ASSIGNMENT: List every line below containing "parsed".

(RECORDS FOR THIS EXERCISE begins)

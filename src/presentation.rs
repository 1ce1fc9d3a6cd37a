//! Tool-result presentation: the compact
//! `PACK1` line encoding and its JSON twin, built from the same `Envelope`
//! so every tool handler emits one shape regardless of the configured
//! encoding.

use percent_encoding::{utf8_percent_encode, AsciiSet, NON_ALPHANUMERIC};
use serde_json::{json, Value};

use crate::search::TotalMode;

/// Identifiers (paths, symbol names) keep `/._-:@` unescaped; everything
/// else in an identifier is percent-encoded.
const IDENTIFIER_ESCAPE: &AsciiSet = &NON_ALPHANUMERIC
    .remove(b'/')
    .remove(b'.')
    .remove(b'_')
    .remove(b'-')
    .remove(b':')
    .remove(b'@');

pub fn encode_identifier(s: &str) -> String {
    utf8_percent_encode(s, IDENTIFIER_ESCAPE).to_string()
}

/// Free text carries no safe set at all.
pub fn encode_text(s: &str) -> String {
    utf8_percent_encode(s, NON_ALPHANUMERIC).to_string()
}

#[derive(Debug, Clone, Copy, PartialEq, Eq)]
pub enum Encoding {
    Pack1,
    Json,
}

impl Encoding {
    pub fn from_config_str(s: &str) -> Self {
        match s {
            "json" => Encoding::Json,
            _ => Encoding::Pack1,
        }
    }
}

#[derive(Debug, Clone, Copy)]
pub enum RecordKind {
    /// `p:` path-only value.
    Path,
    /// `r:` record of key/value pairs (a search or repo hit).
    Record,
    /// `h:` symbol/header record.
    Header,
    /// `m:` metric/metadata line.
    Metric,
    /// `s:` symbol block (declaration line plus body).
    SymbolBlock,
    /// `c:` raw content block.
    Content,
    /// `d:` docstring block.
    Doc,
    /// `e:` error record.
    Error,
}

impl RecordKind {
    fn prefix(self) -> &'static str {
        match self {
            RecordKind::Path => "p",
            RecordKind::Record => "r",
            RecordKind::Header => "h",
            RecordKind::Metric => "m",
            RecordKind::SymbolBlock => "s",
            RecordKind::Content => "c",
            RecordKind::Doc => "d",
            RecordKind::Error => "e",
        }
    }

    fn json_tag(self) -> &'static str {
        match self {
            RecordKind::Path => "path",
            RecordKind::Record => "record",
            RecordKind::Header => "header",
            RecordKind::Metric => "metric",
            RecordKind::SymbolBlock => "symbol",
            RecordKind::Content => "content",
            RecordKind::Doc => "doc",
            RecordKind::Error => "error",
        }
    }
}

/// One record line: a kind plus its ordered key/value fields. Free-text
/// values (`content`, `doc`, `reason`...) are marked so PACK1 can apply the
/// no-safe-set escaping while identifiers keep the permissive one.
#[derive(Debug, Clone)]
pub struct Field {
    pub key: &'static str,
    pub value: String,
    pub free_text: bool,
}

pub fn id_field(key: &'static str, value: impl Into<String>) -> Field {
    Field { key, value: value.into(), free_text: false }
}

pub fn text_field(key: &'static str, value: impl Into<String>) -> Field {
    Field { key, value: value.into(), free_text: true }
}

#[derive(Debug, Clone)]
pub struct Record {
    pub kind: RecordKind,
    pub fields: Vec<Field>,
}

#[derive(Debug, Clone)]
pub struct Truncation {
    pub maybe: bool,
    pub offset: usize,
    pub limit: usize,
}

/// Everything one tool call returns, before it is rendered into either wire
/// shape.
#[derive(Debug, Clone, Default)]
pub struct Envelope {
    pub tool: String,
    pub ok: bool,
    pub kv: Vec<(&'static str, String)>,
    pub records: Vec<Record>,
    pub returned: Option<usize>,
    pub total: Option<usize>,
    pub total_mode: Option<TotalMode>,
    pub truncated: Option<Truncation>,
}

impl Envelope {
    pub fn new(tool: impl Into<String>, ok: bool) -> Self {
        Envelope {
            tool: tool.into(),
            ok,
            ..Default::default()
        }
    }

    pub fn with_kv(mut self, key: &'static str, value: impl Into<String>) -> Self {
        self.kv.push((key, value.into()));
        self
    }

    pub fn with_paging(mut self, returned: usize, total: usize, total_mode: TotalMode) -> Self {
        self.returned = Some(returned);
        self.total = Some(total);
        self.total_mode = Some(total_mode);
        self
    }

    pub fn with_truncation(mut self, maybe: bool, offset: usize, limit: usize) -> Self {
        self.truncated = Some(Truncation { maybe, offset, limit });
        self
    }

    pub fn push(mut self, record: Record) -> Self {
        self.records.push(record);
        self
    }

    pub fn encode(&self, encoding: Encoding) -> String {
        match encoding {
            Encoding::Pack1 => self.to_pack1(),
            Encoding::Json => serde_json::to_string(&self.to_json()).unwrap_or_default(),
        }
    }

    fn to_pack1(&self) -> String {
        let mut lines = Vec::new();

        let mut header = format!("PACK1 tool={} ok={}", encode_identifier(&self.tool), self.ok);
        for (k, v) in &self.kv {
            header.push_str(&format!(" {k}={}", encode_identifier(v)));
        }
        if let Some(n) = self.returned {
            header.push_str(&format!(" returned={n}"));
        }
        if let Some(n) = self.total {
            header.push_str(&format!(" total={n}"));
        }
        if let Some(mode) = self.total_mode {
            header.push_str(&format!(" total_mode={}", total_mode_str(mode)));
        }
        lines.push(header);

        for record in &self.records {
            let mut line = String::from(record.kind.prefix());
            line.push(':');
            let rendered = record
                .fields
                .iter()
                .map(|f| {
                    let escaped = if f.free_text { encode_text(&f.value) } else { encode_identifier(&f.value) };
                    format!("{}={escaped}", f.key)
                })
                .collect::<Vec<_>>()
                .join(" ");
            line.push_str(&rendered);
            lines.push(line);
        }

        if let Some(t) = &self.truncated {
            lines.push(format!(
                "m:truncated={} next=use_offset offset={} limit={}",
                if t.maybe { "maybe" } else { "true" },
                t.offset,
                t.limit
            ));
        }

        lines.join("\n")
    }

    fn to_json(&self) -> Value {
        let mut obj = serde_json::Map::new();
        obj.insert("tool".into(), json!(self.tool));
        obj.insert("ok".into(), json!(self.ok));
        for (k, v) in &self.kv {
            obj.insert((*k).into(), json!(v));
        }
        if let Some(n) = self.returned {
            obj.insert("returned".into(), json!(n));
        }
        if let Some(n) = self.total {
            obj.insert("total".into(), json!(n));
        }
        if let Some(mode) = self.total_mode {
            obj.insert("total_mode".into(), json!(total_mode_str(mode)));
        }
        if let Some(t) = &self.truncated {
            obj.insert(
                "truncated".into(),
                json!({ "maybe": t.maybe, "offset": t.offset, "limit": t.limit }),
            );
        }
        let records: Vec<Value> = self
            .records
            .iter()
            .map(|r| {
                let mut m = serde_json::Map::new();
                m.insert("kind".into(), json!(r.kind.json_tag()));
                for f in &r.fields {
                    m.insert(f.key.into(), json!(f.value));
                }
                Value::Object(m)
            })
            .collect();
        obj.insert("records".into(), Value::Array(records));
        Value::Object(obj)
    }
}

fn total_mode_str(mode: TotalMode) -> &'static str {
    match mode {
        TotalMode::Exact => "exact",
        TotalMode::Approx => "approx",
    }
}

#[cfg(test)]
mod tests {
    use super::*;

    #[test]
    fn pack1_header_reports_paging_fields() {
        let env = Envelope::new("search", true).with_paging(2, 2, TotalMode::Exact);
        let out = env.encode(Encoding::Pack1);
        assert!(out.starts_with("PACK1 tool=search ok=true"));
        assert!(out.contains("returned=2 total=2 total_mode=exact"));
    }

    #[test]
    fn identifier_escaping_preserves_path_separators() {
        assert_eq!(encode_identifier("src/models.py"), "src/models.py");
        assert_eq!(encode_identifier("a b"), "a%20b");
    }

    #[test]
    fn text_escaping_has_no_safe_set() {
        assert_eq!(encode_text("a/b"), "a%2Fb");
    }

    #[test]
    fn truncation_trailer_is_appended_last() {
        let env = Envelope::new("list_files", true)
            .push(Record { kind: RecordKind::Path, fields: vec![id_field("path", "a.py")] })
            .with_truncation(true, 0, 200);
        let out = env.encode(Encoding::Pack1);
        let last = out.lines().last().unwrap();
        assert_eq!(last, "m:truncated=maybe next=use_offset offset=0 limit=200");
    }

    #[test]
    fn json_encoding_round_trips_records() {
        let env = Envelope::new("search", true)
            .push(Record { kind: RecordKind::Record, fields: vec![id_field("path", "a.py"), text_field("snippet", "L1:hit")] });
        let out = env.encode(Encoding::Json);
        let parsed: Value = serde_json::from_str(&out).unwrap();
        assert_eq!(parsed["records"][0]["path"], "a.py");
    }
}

(RECORDS FOR THIS EXERCISE ends)
(RECORDS FOR THIS EXERCISE begins)

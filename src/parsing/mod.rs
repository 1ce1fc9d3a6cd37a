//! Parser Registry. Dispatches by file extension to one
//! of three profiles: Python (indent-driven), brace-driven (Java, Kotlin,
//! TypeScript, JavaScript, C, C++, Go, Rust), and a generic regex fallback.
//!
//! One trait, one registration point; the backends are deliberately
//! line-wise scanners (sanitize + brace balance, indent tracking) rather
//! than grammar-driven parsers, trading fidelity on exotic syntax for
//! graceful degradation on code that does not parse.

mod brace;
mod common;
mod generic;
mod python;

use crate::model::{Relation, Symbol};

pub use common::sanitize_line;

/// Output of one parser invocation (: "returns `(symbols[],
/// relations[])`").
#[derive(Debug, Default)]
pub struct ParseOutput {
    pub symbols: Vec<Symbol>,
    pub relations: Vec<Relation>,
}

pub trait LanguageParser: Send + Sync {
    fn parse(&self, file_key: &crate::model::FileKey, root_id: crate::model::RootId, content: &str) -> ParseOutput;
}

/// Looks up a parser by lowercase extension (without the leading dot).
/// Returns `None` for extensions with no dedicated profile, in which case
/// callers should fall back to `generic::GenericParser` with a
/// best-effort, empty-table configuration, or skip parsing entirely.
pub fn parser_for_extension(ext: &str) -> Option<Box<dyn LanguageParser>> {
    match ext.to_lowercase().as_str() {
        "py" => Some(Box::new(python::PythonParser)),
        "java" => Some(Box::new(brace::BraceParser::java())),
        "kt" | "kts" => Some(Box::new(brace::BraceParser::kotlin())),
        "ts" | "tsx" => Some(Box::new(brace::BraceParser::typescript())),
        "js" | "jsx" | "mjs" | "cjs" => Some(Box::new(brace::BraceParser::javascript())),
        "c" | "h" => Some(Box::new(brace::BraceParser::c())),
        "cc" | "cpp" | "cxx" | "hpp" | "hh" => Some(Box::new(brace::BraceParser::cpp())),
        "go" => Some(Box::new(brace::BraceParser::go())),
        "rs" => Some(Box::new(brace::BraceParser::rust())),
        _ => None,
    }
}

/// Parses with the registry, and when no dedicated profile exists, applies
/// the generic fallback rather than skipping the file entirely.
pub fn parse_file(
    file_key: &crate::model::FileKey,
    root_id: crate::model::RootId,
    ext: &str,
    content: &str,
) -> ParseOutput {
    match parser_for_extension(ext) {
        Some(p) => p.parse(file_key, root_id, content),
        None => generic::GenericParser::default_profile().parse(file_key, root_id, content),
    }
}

(RECORDS FOR THIS EXERCISE ends)
(RECORDS FOR THIS EXERCISE begins)

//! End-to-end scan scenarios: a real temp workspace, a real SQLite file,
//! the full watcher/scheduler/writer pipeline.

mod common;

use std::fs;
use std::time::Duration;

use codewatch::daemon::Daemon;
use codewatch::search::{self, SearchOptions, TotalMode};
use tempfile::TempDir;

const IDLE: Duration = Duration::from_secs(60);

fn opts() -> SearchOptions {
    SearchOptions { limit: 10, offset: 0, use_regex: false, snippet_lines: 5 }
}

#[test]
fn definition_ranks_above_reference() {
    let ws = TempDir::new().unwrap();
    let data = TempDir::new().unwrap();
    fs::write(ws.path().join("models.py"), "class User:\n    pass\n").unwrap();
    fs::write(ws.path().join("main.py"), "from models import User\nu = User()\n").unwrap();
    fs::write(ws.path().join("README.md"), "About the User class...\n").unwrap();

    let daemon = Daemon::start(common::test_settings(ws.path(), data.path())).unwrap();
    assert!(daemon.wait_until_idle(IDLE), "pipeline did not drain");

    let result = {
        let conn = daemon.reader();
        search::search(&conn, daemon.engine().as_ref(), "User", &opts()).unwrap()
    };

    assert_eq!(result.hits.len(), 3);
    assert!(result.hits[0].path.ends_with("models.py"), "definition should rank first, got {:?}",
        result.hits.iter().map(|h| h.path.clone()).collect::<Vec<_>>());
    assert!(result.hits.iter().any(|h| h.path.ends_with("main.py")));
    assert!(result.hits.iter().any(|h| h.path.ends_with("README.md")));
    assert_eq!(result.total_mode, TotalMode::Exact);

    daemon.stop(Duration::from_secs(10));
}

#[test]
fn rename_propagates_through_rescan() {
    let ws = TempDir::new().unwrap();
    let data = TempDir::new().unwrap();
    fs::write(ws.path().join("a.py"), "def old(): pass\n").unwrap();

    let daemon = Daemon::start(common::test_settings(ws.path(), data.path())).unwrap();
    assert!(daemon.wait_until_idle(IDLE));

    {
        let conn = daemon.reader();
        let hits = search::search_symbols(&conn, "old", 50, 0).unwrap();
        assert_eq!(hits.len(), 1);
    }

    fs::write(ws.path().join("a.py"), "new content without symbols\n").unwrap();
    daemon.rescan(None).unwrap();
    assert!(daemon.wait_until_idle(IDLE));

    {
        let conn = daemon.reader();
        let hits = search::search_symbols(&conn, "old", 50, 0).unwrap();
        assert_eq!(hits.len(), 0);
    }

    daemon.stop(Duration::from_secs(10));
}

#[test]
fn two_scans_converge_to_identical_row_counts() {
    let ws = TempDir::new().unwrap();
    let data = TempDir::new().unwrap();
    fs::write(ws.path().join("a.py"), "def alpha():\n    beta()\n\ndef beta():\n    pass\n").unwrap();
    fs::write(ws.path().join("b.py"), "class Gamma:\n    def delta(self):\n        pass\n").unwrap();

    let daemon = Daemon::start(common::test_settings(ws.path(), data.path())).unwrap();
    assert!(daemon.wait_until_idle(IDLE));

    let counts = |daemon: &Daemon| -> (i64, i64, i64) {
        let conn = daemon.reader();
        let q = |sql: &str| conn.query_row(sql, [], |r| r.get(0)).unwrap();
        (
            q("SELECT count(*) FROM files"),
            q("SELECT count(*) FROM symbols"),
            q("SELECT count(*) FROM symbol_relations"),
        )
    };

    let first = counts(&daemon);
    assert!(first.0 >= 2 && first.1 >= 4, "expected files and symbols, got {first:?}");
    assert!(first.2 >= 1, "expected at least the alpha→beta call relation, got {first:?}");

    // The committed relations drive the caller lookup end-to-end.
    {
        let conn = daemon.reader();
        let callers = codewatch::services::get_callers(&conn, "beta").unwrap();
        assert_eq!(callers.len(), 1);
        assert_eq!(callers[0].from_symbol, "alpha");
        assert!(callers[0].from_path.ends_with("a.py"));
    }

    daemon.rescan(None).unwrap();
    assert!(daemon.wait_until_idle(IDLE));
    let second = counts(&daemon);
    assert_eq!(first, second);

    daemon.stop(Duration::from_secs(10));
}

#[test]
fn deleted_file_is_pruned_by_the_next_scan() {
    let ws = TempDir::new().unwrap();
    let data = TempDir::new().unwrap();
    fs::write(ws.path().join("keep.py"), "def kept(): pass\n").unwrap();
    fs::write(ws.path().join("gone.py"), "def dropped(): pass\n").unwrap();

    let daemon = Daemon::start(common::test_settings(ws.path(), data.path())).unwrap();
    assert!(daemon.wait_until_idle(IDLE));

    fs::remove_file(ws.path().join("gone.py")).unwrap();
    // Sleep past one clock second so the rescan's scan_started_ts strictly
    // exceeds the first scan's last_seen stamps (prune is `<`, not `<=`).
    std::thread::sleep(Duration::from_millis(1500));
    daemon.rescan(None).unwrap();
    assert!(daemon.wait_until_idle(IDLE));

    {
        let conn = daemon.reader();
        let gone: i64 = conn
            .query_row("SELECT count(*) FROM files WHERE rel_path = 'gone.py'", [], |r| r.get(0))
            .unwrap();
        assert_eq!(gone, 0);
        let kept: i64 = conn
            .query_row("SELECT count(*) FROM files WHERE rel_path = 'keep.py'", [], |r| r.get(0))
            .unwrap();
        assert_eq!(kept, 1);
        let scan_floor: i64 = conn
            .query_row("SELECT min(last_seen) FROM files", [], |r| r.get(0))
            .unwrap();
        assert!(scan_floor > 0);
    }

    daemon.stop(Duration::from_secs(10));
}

(RECORDS FOR THIS EXERCISE ends)

WORKED SOLUTION:
        let parsed: Value = serde_json::from_str(&out).unwrap();
        assert_eq!(parsed["records"][0]["path"], "a.py");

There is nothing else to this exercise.